The Factory Robot
Design and build extensions onto the Driving Base and program it to complete two tasks.
- Read through the pupil material in the EV3 Classroom App.
- Collect information about the tasks performed by autonomous wheeled robots in factories and warehouses.
- You’ll need black electrician’s tape, marker pens, a tape measure and a large object to create the factory path for this lesson.
- It’s recommended that the pupils have completed the other lessons in this unit before beginning this challenge.
- In order to complete this lesson, the pupils will have to have built the Driving Base model, which will take about 30 minutes to complete.
- If you don’t have double-block class time, plan to run this lesson over multiple class sessions.
2. Engage (10 Min.)
- Use the ideas in the Ignite a Discussion section below to engage your pupils in a discussion related to this lesson.
- Divide your class into teams of two pupils.
3. Explore (35 Min.)
- Have your pupils brainstorm ideas for extending their Driving Bases to grab the Cuboid and release it at the centre of the target circle (i.e. the ‘drop-off zone’).
- Encourage them to create multiple prototypes, exploring both building and programming.

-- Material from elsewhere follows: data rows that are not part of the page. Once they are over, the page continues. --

//! `TaskBox` task and project shell.
//!
//! Reads one command per line from stdin and prints the result. Logs go to
//! a file so stdout carries only command output. Configuration via CLI
//! flags, environment variables, or config file
//! (`~/.config/taskbox/config.toml`).
//!
//! ```bash
//! cargo run --bin taskbox
//! cargo run --bin taskbox -- --data-dir /tmp/tb --poll-interval-secs 5
//! TASKBOX_LOG=debug cargo run --bin taskbox
//! ```

use std::io;

use clap::Parser;
use tokio::io::{AsyncBufReadExt, AsyncWriteExt, BufReader};

use taskbox::config::{AppConfig, CliArgs};
use taskbox::logging;
use taskbox::registry::StoreRegistry;
use taskbox::shell::{Command, Shell, ShellError};

#[tokio::main]
async fn main() -> io::Result<()> {
    let cli = CliArgs::parse();

    let config = match AppConfig::load(&cli) {
        Ok(c) => c,
        Err(e) => {
            eprintln!("Warning: failed to load config file: {e}");
            AppConfig::default()
        }
    };

    let _log_guard = logging::init(
        &cli.log_level,
        cli.log_file.as_deref(),
        &config.storage.data_dir,
    );

    tracing::info!("taskbox starting");

    let registry = StoreRegistry::open(&config.storage).await;
    let shell = Shell::new(registry, config.max_task_title_len).await;
    let poller = shell.snooze().spawn(config.snooze_poll_interval);

    let result = run_shell(&shell).await;

    poller.abort();
    shell.flush().await;
    tracing::info!("taskbox exiting");
    result
}

/// Read-eval-print loop over stdin. Returns on `quit` or end of input.
async fn run_shell(shell: &Shell) -> io::Result<()> {
    let mut lines = BufReader::new(tokio::io::stdin()).lines();
    let mut stdout = tokio::io::stdout();

    stdout.write_all(b"taskbox ready, type `help` for commands\n").await?;
    while let Some(line) = lines.next_line().await? {
        let command = match Command::parse(&line) {
            Ok(command) => command,
            Err(ShellError::Empty) => continue,
            Err(e) => {
                stdout.write_all(format!("error: {e}\n").as_bytes()).await?;
                continue;
            }
        };
        let quit = command == Command::Quit;
        let output = match shell.execute(command).await {
            Ok(text) => text,
            Err(e) => {
                tracing::debug!(error = %e, "command failed");
                format!("error: {e}")
            }
        };
        stdout.write_all(output.as_bytes()).await?;
        stdout.write_all(b"\n").await?;
        stdout.flush().await?;
        if quit {
            break;
        }
    }
    Ok(())
}
//! Typed, failure-absorbing access on top of a [`KeyValueStore`].

use std::path::Path;

use serde::Serialize;
use serde::de::DeserializeOwned;
use taskbox_proto::codec;

use super::{FileStore, KeyValueStore, MemoryStore, PersistenceError};

/// The concrete store picked at startup.
///
/// [`Backend::open`] walks the candidates in priority order: the primary
/// data directory, then the fallback directory, then process memory.
#[derive(Debug)]
pub enum Backend {
    /// Files in a directory.
    File(FileStore),
    /// In-process map; nothing survives a restart.
    Memory(MemoryStore),
}

impl Backend {
    /// Opens the first usable backend, never failing.
    ///
    /// Each candidate directory that cannot be created or written is logged
    /// and skipped. When none works, an in-memory store is returned.
    pub async fn open(primary: Option<&Path>, fallback: Option<&Path>) -> Self {
        for dir in [primary, fallback].into_iter().flatten() {
            match FileStore::open(dir).await {
                Ok(store) => {
                    tracing::info!(dir = %dir.display(), "using file storage");
                    return Self::File(store);
                }
                Err(e) => {
                    tracing::warn!(dir = %dir.display(), error = %e, "storage directory unusable");
                }
            }
        }
        tracing::warn!("no usable storage directory, state will not survive a restart");
        Self::Memory(MemoryStore::new())
    }

    /// Short human-readable description of the backend.
    #[must_use]
    pub fn describe(&self) -> String {
        match self {
            Self::File(store) => format!("file:{}", store.dir().display()),
            Self::Memory(_) => "memory".to_string(),
        }
    }

    /// Returns `true` for the in-memory fallback.
    #[must_use]
    pub const fn is_memory(&self) -> bool {
        matches!(self, Self::Memory(_))
    }
}

impl KeyValueStore for Backend {
    async fn get(&self, key: &str) -> Result<Option<String>, PersistenceError> {
        match self {
            Self::File(store) => store.get(key).await,
            Self::Memory(store) => store.get(key).await,
        }
    }

    async fn set(&self, key: &str, value: String) -> Result<(), PersistenceError> {
        match self {
            Self::File(store) => store.set(key, value).await,
            Self::Memory(store) => store.set(key, value).await,
        }
    }

    async fn remove(&self, key: &str) -> Result<(), PersistenceError> {
        match self {
            Self::File(store) => store.remove(key).await,
            Self::Memory(store) => store.remove(key).await,
        }
    }
}

/// JSON-typed access to a [`KeyValueStore`] that never returns an error.
///
/// - `get` yields `None` on a missing key, an I/O failure, or a payload that
///   does not decode as `T`.
/// - `set` and `remove` log failures and return normally.
///
/// Each call issues at most one store operation; there is no batching and no
/// retry.
#[derive(Debug)]
pub struct PersistenceAdapter<S: KeyValueStore = Backend> {
    store: S,
}

impl<S: KeyValueStore> PersistenceAdapter<S> {
    /// Wraps `store`.
    #[must_use]
    pub const fn new(store: S) -> Self {
        Self { store }
    }

    /// Returns the wrapped store.
    #[must_use]
    pub const fn store(&self) -> &S {
        &self.store
    }

    /// Reads and decodes the value stored under `key`.
    pub async fn get<T: DeserializeOwned>(&self, key: &str) -> Option<T> {
        let text = match self.store.get(key).await {
            Ok(Some(text)) => text,
            Ok(None) => return None,
            Err(e) => {
                tracing::warn!(key, error = %e, "storage read failed");
                return None;
            }
        };
        match codec::decode(&text) {
            Ok(value) => Some(value),
            Err(e) => {
                tracing::warn!(
                    key,
                    error = %PersistenceError::from(e),
                    "discarding malformed stored payload"
                );
                None
            }
        }
    }

    /// Encodes `value` and stores it under `key`.
    pub async fn set<T: Serialize + ?Sized>(&self, key: &str, value: &T) {
        let text = match codec::encode(value) {
            Ok(text) => text,
            Err(e) => {
                tracing::warn!(key, error = %e, "could not encode value for storage");
                return;
            }
        };
        if let Err(e) = self.store.set(key, text).await {
            tracing::warn!(key, error = %e, "storage write failed");
        }
    }

    /// Removes the value stored under `key`.
    pub async fn remove(&self, key: &str) {
        if let Err(e) = self.store.remove(key).await {
            tracing::warn!(key, error = %e, "storage remove failed");
        }
    }
}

- Allow the pupils time to build and test their solutions.
4. Explain (10 Min.)
- Facilitate a discussion about the key functionalities that the robot uses to follow the line and stop in front of the large object.
5. Elaborate (35 Min.)
- Have your pupils brainstorm ideas for extending their Driving Bases to follow the line and stop as close as possible to the large object.

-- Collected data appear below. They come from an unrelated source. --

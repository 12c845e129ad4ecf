//! File logging for the `taskbox` binary.
//!
//! Stdout carries shell output only, so logs always go to a file: the
//! `--log-file` path if given, otherwise `taskbox.log` next to the persisted
//! state. The filter comes from `--log-level` / `TASKBOX_LOG` alone;
//! `RUST_LOG` is not consulted.

use std::path::{Path, PathBuf};

use tracing_appender::non_blocking::WorkerGuard;
use tracing_subscriber::EnvFilter;

/// Log file name used when no `--log-file` is given.
pub const DEFAULT_LOG_FILE: &str = "taskbox.log";

/// Filter applied when the configured directive does not parse.
const FALLBACK_DIRECTIVE: &str = "info";

/// Picks the log file: `explicit`, or [`DEFAULT_LOG_FILE`] in `data_dir`.
#[must_use]
pub fn log_path(explicit: Option<&Path>, data_dir: &Path) -> PathBuf {
    explicit.map_or_else(|| data_dir.join(DEFAULT_LOG_FILE), Path::to_path_buf)
}

/// Builds the filter from a directive such as `debug` or
/// `info,taskbox::mail=trace`. An invalid directive falls back to `info`.
#[must_use]
pub fn filter(directive: &str) -> EnvFilter {
    EnvFilter::try_new(directive).unwrap_or_else(|e| {
        eprintln!("Warning: invalid log level {directive:?} ({e}), using {FALLBACK_DIRECTIVE}");
        EnvFilter::new(FALLBACK_DIRECTIVE)
    })
}

/// Installs the global subscriber writing to [`log_path`].
///
/// A log directory that cannot be created falls back to the system temp
/// directory. Returns a [`WorkerGuard`] that must be held until shutdown so
/// buffered entries are flushed, or `None` if no usable file name remains.
pub fn init(directive: &str, explicit: Option<&Path>, data_dir: &Path) -> Option<WorkerGuard> {
    let path = log_path(explicit, data_dir);
    let file_name = path.file_name()?.to_str()?;
    let wanted_dir = path.parent().unwrap_or_else(|| Path::new("."));
    let dir = match std::fs::create_dir_all(wanted_dir) {
        Ok(()) => wanted_dir.to_path_buf(),
        Err(e) => {
            eprintln!(
                "Warning: cannot create log directory {} ({e}), logging to temp dir",
                wanted_dir.display()
            );
            std::env::temp_dir()
        }
    };

    let file_appender = tracing_appender::rolling::never(&dir, file_name);
    let (non_blocking, guard) = tracing_appender::non_blocking(file_appender);

    tracing_subscriber::fmt()
        .with_writer(non_blocking)
        .with_env_filter(filter(directive))
        .with_ansi(false)
        .init();

    Some(guard)
}
//! Project collection for `TaskBox`.
//!
//! The [`ProjectStore`] owns project records, their task membership lists and
//! the "selected project" pointer. It reads the
//! [`TaskStore`](crate::tasks::TaskStore) on demand to hydrate projects with
//! their tasks, and never mutates it.
//!
//! Lookups are forgiving except for [`ProjectStore::get_project`], which is
//! the one operation that fails on an unknown id.

pub mod store;

pub use store::ProjectStore;

use taskbox_proto::ProjectId;
use thiserror::Error;

/// Errors that can occur during project operations.
#[derive(Debug, Error, PartialEq, Eq)]
pub enum ProjectError {
    /// Project with the given ID was not found.
    #[error("project not found: {0}")]
    NotFound(ProjectId),
}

- Let them continue to work on their robots until they’re ready to complete the challenge.
- Don’t forget to leave some time for tidying up.
- Give feedback on each pupil’s performance.
- Evaluate the creativity of their solution and how well their team worked together.
- To simplify the process, you can use the assessment rubrics that have been provided.
Ignite a Discussion
One of the tasks of the autonomous wheeled robots in the LEGO® factory is moving boxes between the different work stations. These fully autonomous robots even find their own way to a charging station when their batteries are low! They perform their tasks efficiently, without bumping into walls, people or other robots.
Use these questions to engage your pupils in a discussion about how the Driving Base could perform tasks that are similar to those of the LEGO factory robots:
- Do you think the Driving Base could be used to perform tasks that are similar to those of the LEGO factory robots?
- Which of the extensions from the previous lessons would be useful in performing these tasks?
Design and build extensions to your Driving Base and program it to:
- Grab the Cuboid and bring it as close as possible to the centre of the target circle and then release it.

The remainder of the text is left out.